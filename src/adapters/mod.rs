//! Adapters: concrete implementations of the hexagonal port traits.
//!
//! | Adapter     | Implements    | Connects to                  |
//! |-------------|---------------|------------------------------|
//! | `hardware`  | ActuatorPort  | LEDC PWM, LED GPIOs          |
//! | `log_sink`  | EventSink     | Serial log output            |
//! | `time`      | Clock         | ESP32 system timer           |
//! | `uart`      | Transport     | Host link on UART0           |

pub mod hardware;
pub mod log_sink;
pub mod time;
#[cfg(target_os = "espidf")]
pub mod uart;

## ACTIVITY
From the line with "pub mod log_sink;" to the final line of the data above, please reproduce every line exactly and add nothing.

## WRITTEN REPLY
pub mod log_sink;
pub mod time;
#[cfg(target_os = "espidf")]
pub mod uart;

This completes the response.